### [Problem details]
Down to the last line, repeat the data below exactly.

### [Task input]
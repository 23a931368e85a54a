// SPDX-FileCopyrightText: 2026 Bruno Meilick
// SPDX-License-Identifier: LicenseRef-Holocron-FreeUse-NoCopy-NoDerivatives
//
// All rights reserved.
//
// This file is part of Holocron and is proprietary software.
// Unauthorized copying, modification, or distribution is prohibited.

//! Static per-category layout descriptors.
//!
//! One generic browser renders every category; everything that differs between
//! categories (list label, detail fields, cross-reference groups, ordering) lives here.

use super::category::Category;
use super::record::EntityRecord;

/// One scalar attribute in the detail grid, e.g. `Height: 172 cm`.
#[derive(Debug, Clone, Copy, PartialEq, Eq)]
pub struct FieldSpec {
    pub label: &'static str,
    pub key: &'static str,
    pub suffix: &'static str,
}

/// One labeled group of cross-references, e.g. `Films (3)`.
#[derive(Debug, Clone, Copy, PartialEq, Eq)]
pub struct RelatedSpec {
    pub label: &'static str,
    pub key: &'static str,
}

#[derive(Debug, Clone, Copy, PartialEq, Eq)]
pub enum ListLabel {
    Name,
    Episode,
}

#[derive(Debug, Clone, Copy, PartialEq, Eq)]
pub struct CategoryLayout {
    pub category: Category,
    pub list_label: ListLabel,
    pub fields: &'static [FieldSpec],
    /// Long free-text attribute shown below the grid.
    pub prose: Option<FieldSpec>,
    pub related: &'static [RelatedSpec],
    pub sort_by_episode: bool,
}

const fn field(label: &'static str, key: &'static str, suffix: &'static str) -> FieldSpec {
    FieldSpec { label, key, suffix }
}

const fn related(label: &'static str, key: &'static str) -> RelatedSpec {
    RelatedSpec { label, key }
}

static CHARACTER: CategoryLayout = CategoryLayout {
    category: Category::Character,
    list_label: ListLabel::Name,
    fields: &[
        field("Height", "height", " cm"),
        field("Mass", "mass", " kg"),
        field("Hair", "hair_color", ""),
        field("Skin", "skin_color", ""),
        field("Eyes", "eye_color", ""),
        field("Birth Year", "birth_year", ""),
        field("Gender", "gender", ""),
    ],
    prose: None,
    related: &[
        related("Homeworld", "homeworld"),
        related("Films", "films"),
        related("Species", "species"),
        related("Vehicles", "vehicles"),
        related("Starships", "starships"),
    ],
    sort_by_episode: false,
};

static FILM: CategoryLayout = CategoryLayout {
    category: Category::Film,
    list_label: ListLabel::Episode,
    fields: &[
        field("Director", "director", ""),
        field("Producer", "producer", ""),
        field("Release Date", "release_date", ""),
    ],
    prose: Some(field("Opening Crawl", "opening_crawl", "")),
    related: &[
        related("Characters", "characters"),
        related("Planets", "planets"),
        related("Starships", "starships"),
        related("Vehicles", "vehicles"),
    ],
    sort_by_episode: true,
};

static PLANET: CategoryLayout = CategoryLayout {
    category: Category::Planet,
    list_label: ListLabel::Name,
    fields: &[
        field("Diameter", "diameter", " km"),
        field("Climate", "climate", ""),
        field("Gravity", "gravity", ""),
        field("Terrain", "terrain", ""),
        field("Population", "population", ""),
        field("Rotation Period", "rotation_period", " hours"),
        field("Orbital Period", "orbital_period", " days"),
        field("Surface Water", "surface_water", "%"),
    ],
    prose: None,
    related: &[related("Residents", "residents"), related("Films", "films")],
    sort_by_episode: false,
};

static STARSHIP: CategoryLayout = CategoryLayout {
    category: Category::Starship,
    list_label: ListLabel::Name,
    fields: &[
        field("Model", "model", ""),
        field("Manufacturer", "manufacturer", ""),
        field("Length", "length", " m"),
        field("Max Speed", "max_atmosphering_speed", " km/h"),
        field("Crew", "crew", ""),
        field("Passengers", "passengers", ""),
        field("Cargo Capacity", "cargo_capacity", " kg"),
        field("Hyperdrive Rating", "hyperdrive_rating", ""),
        field("Cost", "cost_in_credits", " credits"),
    ],
    prose: None,
    related: &[related("Pilots", "pilots"), related("Films", "films")],
    sort_by_episode: false,
};

static VEHICLE: CategoryLayout = CategoryLayout {
    category: Category::Vehicle,
    list_label: ListLabel::Name,
    fields: &[
        field("Model", "model", ""),
        field("Manufacturer", "manufacturer", ""),
        field("Length", "length", " m"),
        field("Max Speed", "max_atmosphering_speed", " km/h"),
        field("Crew", "crew", ""),
        field("Passengers", "passengers", ""),
        field("Cargo Capacity", "cargo_capacity", " kg"),
        field("Cost", "cost_in_credits", " credits"),
    ],
    prose: None,
    related: &[related("Pilots", "pilots"), related("Films", "films")],
    sort_by_episode: false,
};

static SPECIES: CategoryLayout = CategoryLayout {
    category: Category::Species,
    list_label: ListLabel::Name,
    fields: &[
        field("Classification", "classification", ""),
        field("Designation", "designation", ""),
        field("Average Height", "average_height", " cm"),
        field("Skin Colors", "skin_colors", ""),
        field("Hair Colors", "hair_colors", ""),
        field("Eye Colors", "eye_colors", ""),
        field("Average Lifespan", "average_lifespan", " years"),
        field("Language", "language", ""),
    ],
    prose: None,
    related: &[
        related("Homeworld", "homeworld"),
        related("Characters", "people"),
        related("Films", "films"),
    ],
    sort_by_episode: false,
};

pub fn layout(category: Category) -> &'static CategoryLayout {
    match category {
        Category::Character => &CHARACTER,
        Category::Film => &FILM,
        Category::Planet => &PLANET,
        Category::Starship => &STARSHIP,
        Category::Vehicle => &VEHICLE,
        Category::Species => &SPECIES,
    }
}

impl CategoryLayout {
    /// Label used for both the list row and the detail heading.
    pub fn list_label(&self, record: &EntityRecord) -> String {
        match self.list_label {
            ListLabel::Name => record.display_name().to_owned(),
            ListLabel::Episode => {
                let episode =
                    record.text("episode_id").map(|value| value.into_owned()).unwrap_or_default();
                format!("Episode {episode}: {}", record.display_name())
            }
        }
    }

    /// `(label, rendered value)` for every field present on the record.
    pub fn field_rows(&self, record: &EntityRecord) -> Vec<(&'static str, String)> {
        self.fields
            .iter()
            .filter_map(|spec| {
                record.text(spec.key).map(|value| (spec.label, format!("{value}{}", spec.suffix)))
            })
            .collect()
    }

    /// Orders a freshly fetched page for display.
    pub fn arrange(&self, records: &mut [EntityRecord]) {
        if self.sort_by_episode {
            records.sort_by_key(|record| record.episode_id().unwrap_or(i64::MAX));
        }
    }
}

### [Finished task]
repository 23a931368e85a54a
// SPDX-FileCopyrightText: 2026 Bruno Meilick
// SPDX-License-Identifier: LicenseRef-Holocron-FreeUse-NoCopy-NoDerivatives
//
// All rights reserved.
//
// This file is part of Holocron and is proprietary software.
// Unauthorized copying, modification, or distribution is prohibited.

//! Static per-category layout descriptors.
//!
//! One generic browser renders every category; everything that differs between
//! categories (list label, detail fields, cross-reference groups, ordering) lives here.

use super::category::Category;
use super::record::EntityRecord;

/// One scalar attribute in the detail grid, e.g. `Height: 172 cm`.
#[derive(Debug, Clone, Copy, PartialEq, Eq)]
pub struct FieldSpec {
    pub label: &'static str,
    pub key: &'static str,
    pub suffix: &'static str,
}

/// One labeled group of cross-references, e.g. `Films (3)`.
#[derive(Debug, Clone, Copy, PartialEq, Eq)]
pub struct RelatedSpec {
    pub label: &'static str,
    pub key: &'static str,
}

#[derive(Debug, Clone, Copy, PartialEq, Eq)]
pub enum ListLabel {
    Name,
    Episode,
}

#[derive(Debug, Clone, Copy, PartialEq, Eq)]
pub struct CategoryLayout {
    pub category: Category,
    pub list_label: ListLabel,
    pub fields: &'static [FieldSpec],
    /// Long free-text attribute shown below the grid.
    pub prose: Option<FieldSpec>,
    pub related: &'static [RelatedSpec],
    pub sort_by_episode: bool,
}

const fn field(label: &'static str, key: &'static str, suffix: &'static str) -> FieldSpec {
    FieldSpec { label, key, suffix }
}

const fn related(label: &'static str, key: &'static str) -> RelatedSpec {
    RelatedSpec { label, key }
}

static CHARACTER: CategoryLayout = CategoryLayout {
    category: Category::Character,
    list_label: ListLabel::Name,
    fields: &[
        field("Height", "height", " cm"),
        field("Mass", "mass", " kg"),
        field("Hair", "hair_color", ""),
        field("Skin", "skin_color", ""),
        field("Eyes", "eye_color", ""),
        field("Birth Year", "birth_year", ""),
        field("Gender", "gender", ""),
    ],
    prose: None,
    related: &[
        related("Homeworld", "homeworld"),
        related("Films", "films"),
        related("Species", "species"),
        related("Vehicles", "vehicles"),
        related("Starships", "starships"),
    ],
    sort_by_episode: false,
};

static FILM: CategoryLayout = CategoryLayout {
    category: Category::Film,
    list_label: ListLabel::Episode,
    fields: &[
        field("Director", "director", ""),
        field("Producer", "producer", ""),
        field("Release Date", "release_date", ""),
    ],
    prose: Some(field("Opening Crawl", "opening_crawl", "")),
    related: &[
        related("Characters", "characters"),
        related("Planets", "planets"),
        related("Starships", "starships"),
        related("Vehicles", "vehicles"),
    ],
    sort_by_episode: true,
};

static PLANET: CategoryLayout = CategoryLayout {
    category: Category::Planet,
    list_label: ListLabel::Name,
    fields: &[
        field("Diameter", "diameter", " km"),
        field("Climate", "climate", ""),
        field("Gravity", "gravity", ""),
        field("Terrain", "terrain", ""),
        field("Population", "population", ""),
        field("Rotation Period", "rotation_period", " hours"),
        field("Orbital Period", "orbital_period", " days"),
        field("Surface Water", "surface_water", "%"),
    ],
    prose: None,
    related: &[related("Residents", "residents"), related("Films", "films")],
    sort_by_episode: false,
};

static STARSHIP: CategoryLayout = CategoryLayout {
    category: Category::Starship,
    list_label: ListLabel::Name,
    fields: &[
        field("Model", "model", ""),
        field("Manufacturer", "manufacturer", ""),
        field("Length", "length", " m"),
        field("Max Speed", "max_atmosphering_speed", " km/h"),
        field("Crew", "crew", ""),
        field("Passengers", "passengers", ""),
        field("Cargo Capacity", "cargo_capacity", " kg"),
        field("Hyperdrive Rating", "hyperdrive_rating", ""),
        field("Cost", "cost_in_credits", " credits"),
    ],
    prose: None,
    related: &[related("Pilots", "pilots"), related("Films", "films")],
    sort_by_episode: false,
};

static VEHICLE: CategoryLayout = CategoryLayout {
    category: Category::Vehicle,
    list_label: ListLabel::Name,
    fields: &[
        field("Model", "model", ""),
        field("Manufacturer", "manufacturer", ""),
        field("Length", "length", " m"),
        field("Max Speed", "max_atmosphering_speed", " km/h"),
        field("Crew", "crew", ""),
        field("Passengers", "passengers", ""),
        field("Cargo Capacity", "cargo_capacity", " kg"),
        field("Cost", "cost_in_credits", " credits"),
    ],
    prose: None,
    related: &[related("Pilots", "pilots"), related("Films", "films")],
    sort_by_episode: false,
};

static SPECIES: CategoryLayout = CategoryLayout {
    category: Category::Species,
    list_label: ListLabel::Name,
    fields: &[
        field("Classification", "classification", ""),
        field("Designation", "designation", ""),
        field("Average Height", "average_height", " cm"),
        field("Skin Colors", "skin_colors", ""),
        field("Hair Colors", "hair_colors", ""),
        field("Eye Colors", "eye_colors", ""),
        field("Average Lifespan", "average_lifespan", " years"),
        field("Language", "language", ""),
    ],
    prose: None,
    related: &[
        related("Homeworld", "homeworld"),
        related("Characters", "people"),
        related("Films", "films"),
    ],
    sort_by_episode: false,
};

pub fn layout(category: Category) -> &'static CategoryLayout {
    match category {
        Category::Character => &CHARACTER,
        Category::Film => &FILM,
        Category::Planet => &PLANET,
        Category::Starship => &STARSHIP,
        Category::Vehicle => &VEHICLE,
        Category::Species => &SPECIES,
    }
}

impl CategoryLayout {
    /// Label used for both the list row and the detail heading.
    pub fn list_label(&self, record: &EntityRecord) -> String {
        match self.list_label {
            ListLabel::Name => record.display_name().to_owned(),
            ListLabel::Episode => {
                let episode =
                    record.text("episode_id").map(|value| value.into_owned()).unwrap_or_default();
                format!("Episode {episode}: {}", record.display_name())
            }
        }
    }

    /// `(label, rendered value)` for every field present on the record.
    pub fn field_rows(&self, record: &EntityRecord) -> Vec<(&'static str, String)> {
        self.fields
            .iter()
            .filter_map(|spec| {
                record.text(spec.key).map(|value| (spec.label, format!("{value}{}", spec.suffix)))
            })
            .collect()
    }

    /// Orders a freshly fetched page for display.
    pub fn arrange(&self, records: &mut [EntityRecord]) {
        if self.sort_by_episode {
            records.sort_by_key(|record| record.episode_id().unwrap_or(i64::MAX));
        }
    }
}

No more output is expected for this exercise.